Wednesday, May 5, 2010

Ego-Mania

Today amongst my feelings and trappings i feel most desolate. To say I have social angst is an understatement I dont pertain to concieve or even try to wrap my head around the childish behaviour I have been subjected to. It is quite odd to know that a year ago today Dave Grohl was still alive, healthy and probably scared shit-less about what was going to happen, I still hold firmly that he knew he was going to die and at the hands of a hiddeous creation he , himself nutured into existence . My mother believed me to be catatonic , which I had to explain my listlessness and incapability not to be inspired to move past the current predictament. In four days it will be Mother's Day , How can I honor anybody when they showed no respect for the person that I am.

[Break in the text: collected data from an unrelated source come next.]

//! Event parsing and event-to-day mapping.

use chrono::{Datelike, NaiveDate};
use std::collections::HashMap;

use crate::error::CalendarError;
use crate::types::{DayCell, Event, MonthGrid};

/// Accepted textual date formats, tried in order.
const DATE_FORMATS: [&str; 4] = ["%Y-%m-%d", "%B %d, %Y", "%b %d, %Y", "%m/%d/%Y"];

/// Parse date text such as "2020-05-05" or "May 5, 2020".
pub fn parse_calendar_date(text: &str) -> Result<NaiveDate, CalendarError> {
    let trimmed = text.trim();
    for format in DATE_FORMATS {
        if let Ok(date) = NaiveDate::parse_from_str(trimmed, format) {
            return Ok(date);
        }
    }
    Err(CalendarError::InvalidEventDate {
        value: text.to_string(),
    })
}

/// Composite key identifying one day cell of a grid.
#[derive(Debug, Clone, Copy, PartialEq, Eq, Hash)]
pub struct DayKey {
    pub year: i32,
    /// Month index, 0 = January.
    pub month: u32,
    pub day: u32,
}

impl DayKey {
    pub fn for_date(date: NaiveDate) -> Self {
        DayKey {
            year: date.year(),
            month: date.month0(),
            day: date.day(),
        }
    }
}

/// Where an event's start date falls relative to a grid's target month.
#[derive(Debug, Clone, Copy, PartialEq, Eq)]
enum MonthRelation {
    Same,
    Previous,
    Next,
    OutOfRange,
}

/// Classify against the target, handling the Dec/Jan year rollover in
/// both directions.
fn classify(event_date: NaiveDate, year: i32, month: u32) -> MonthRelation {
    let (event_year, event_month) = (event_date.year(), event_date.month0());

    if event_month == month && event_year == year {
        return MonthRelation::Same;
    }

    let in_previous = if month == 0 {
        event_month == 11 && event_year == year - 1
    } else {
        event_month == month - 1 && event_year == year
    };
    if in_previous {
        return MonthRelation::Previous;
    }

    let in_next = if month == 11 {
        event_month == 0 && event_year == year + 1
    } else {
        event_month == month + 1 && event_year == year
    };
    if in_next {
        MonthRelation::Next
    } else {
        MonthRelation::OutOfRange
    }
}

/// Bucket events by day key for a grid targeting `year`/`month`, in one
/// pass and preserving input order within each bucket.
///
/// Events in adjacent months are re-keyed under the target month with
/// their day-of-month unchanged, so an April 30 event shown in a May
/// grid attaches to the May 30 cell. Events further away are excluded.
/// Unparseable dates are skipped with a warning; the batch continues.
pub fn month_event_map(year: i32, month: u32, events: &[Event]) -> HashMap<DayKey, Vec<Event>> {
    let mut map: HashMap<DayKey, Vec<Event>> = HashMap::new();

    for event in events {
        let start = match parse_calendar_date(&event.start_date) {
            Ok(date) => date,
            Err(err) => {
                log::warn!("skipping event {:?}: {}", event.title, err);
                continue;
            }
        };

        match classify(start, year, month) {
            MonthRelation::Same | MonthRelation::Previous | MonthRelation::Next => {
                let key = DayKey {
                    year,
                    month,
                    day: start.day(),
                };
                map.entry(key).or_default().push(event.clone());
            }
            MonthRelation::OutOfRange => {}
        }
    }

    map
}

/// Enrich a month grid: each cell whose own date matches a bucket key
/// receives a copy of that bucket, appended in bucket order.
pub fn map_events_to_days(grid: &mut MonthGrid, events: &[Event]) {
    let map = month_event_map(grid.year, grid.month, events);
    if map.is_empty() {
        return;
    }

    for cell in &mut grid.day_cells {
        if let Some(bucket) = map.get(&DayKey::for_date(cell.full_date)) {
            cell.events.extend(bucket.iter().cloned());
        }
    }
}

/// Attach events to arbitrary cells by exact date match. Week and day
/// views use true event dates; the month re-keying does not apply.
pub fn map_events_by_date(cells: &mut [DayCell], events: &[Event]) {
    let mut map: HashMap<DayKey, Vec<Event>> = HashMap::new();
    for event in events {
        match parse_calendar_date(&event.start_date) {
            Ok(date) => map
                .entry(DayKey::for_date(date))
                .or_default()
                .push(event.clone()),
            Err(err) => log::warn!("skipping event {:?}: {}", event.title, err),
        }
    }

    for cell in cells {
        if let Some(bucket) = map.get(&DayKey::for_date(cell.full_date)) {
            cell.events.extend(bucket.iter().cloned());
        }
    }
}
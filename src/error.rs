//! Error taxonomy for configuration and event mapping.

use thiserror::Error;

#[derive(Debug, Clone, PartialEq, Eq, Error)]
pub enum CalendarError {
    /// Construction-time configuration failure. Every violation found in
    /// the single validation pass is listed; no partial object is produced.
    #[error("invalid configuration: {}", violations.join("; "))]
    Configuration { violations: Vec<String> },

    /// An event in the configured batch failed required-field validation.
    /// Fatal to construction.
    #[error("invalid event at index {index}: {reason}")]
    InvalidEvent { index: usize, reason: String },

    /// A single event's start date failed to parse during mapping.
    /// Non-fatal there; the event is dropped and the batch continues.
    #[error("unparseable event date {value:?}")]
    InvalidEventDate { value: String },
}
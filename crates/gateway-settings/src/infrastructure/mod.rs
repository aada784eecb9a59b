//! Infrastructure layer: file-system persistence and environment resolution.
//!
//! **Dependency rule**: this layer may depend on `domain`, but the domain
//! never imports it.  The application layer reaches storage only through the
//! [`storage::DocumentStorage`] trait.

pub mod paths;
pub mod storage;
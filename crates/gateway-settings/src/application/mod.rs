//! Application layer: the settings store.
//!
//! [`settings_store::SettingsStore`] composes the live document, the
//! defaults, the change-handler registry and a storage adapter.  It depends
//! on storage only through the `DocumentStorage` trait, so tests run it
//! against `MemoryStorage` and production against `FileStorage`.

pub mod settings_store;
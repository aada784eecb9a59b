//! TOML file persistence.
//!
//! The whole document is encoded with `toml::to_string_pretty` and written
//! over the previous file contents; loading decodes the whole file.  A
//! missing file is an error: the store never substitutes defaults for a file
//! it cannot read.

use std::path::{Path, PathBuf};

use tracing::debug;

use super::{DocumentStorage, StorageError};
use crate::domain::document::Document;

/// [`DocumentStorage`] backed by a single TOML file.
#[derive(Debug, Clone)]
pub struct FileStorage {
    path: PathBuf,
}

impl FileStorage {
    pub fn new(path: impl Into<PathBuf>) -> Self {
        Self { path: path.into() }
    }

    pub fn path(&self) -> &Path {
        &self.path
    }

    /// Returns `true` when the backing file exists.
    pub fn exists(&self) -> bool {
        self.path.is_file()
    }
}

impl DocumentStorage for FileStorage {
    fn load(&self) -> Result<Document, StorageError> {
        let content = std::fs::read_to_string(&self.path).map_err(|source| StorageError::Io {
            path: self.path.clone(),
            source,
        })?;
        let document: Document = toml::from_str(&content)?;
        debug!(path = %self.path.display(), keys = document.len(), "configuration loaded");
        Ok(document)
    }

    fn save(&self, document: &Document) -> Result<(), StorageError> {
        if let Some(dir) = self.path.parent().filter(|d| !d.as_os_str().is_empty()) {
            std::fs::create_dir_all(dir).map_err(|source| StorageError::Io {
                path: dir.to_path_buf(),
                source,
            })?;
        }

        let content = toml::to_string_pretty(document)?;
        std::fs::write(&self.path, content).map_err(|source| StorageError::Io {
            path: self.path.clone(),
            source,
        })?;
        debug!(path = %self.path.display(), "configuration written");
        Ok(())
    }
}

// ── Tests ─────────────────────────────────────────────────────────────────────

There have been several reapings and more raptures, and yet no one has even shown the slightest hint towards reaching absolution. My neighbors have a gorish response to everything I do . I Hate them because they wont leave me alone one of my neighbors died , it was a reaping , I wondered into a doctors office and found a great gathering of sinners , he's a good doctor and after Vince Vaugh (Of all people) kicked in the right side of belly . It not only hurt but it prohibited the natural flow of my menstrual period. Several left overs from the pickect fence cartel ..that gay bullshit , have decided it seems to ignore all signs and warnings heeding them to do the contrary , and continue to keep me on the brink of starvation , so as I can beg for acceptance ??? What the Fuck !!thats like expecting the owner of a club to pay entrance into his own property !!!!!!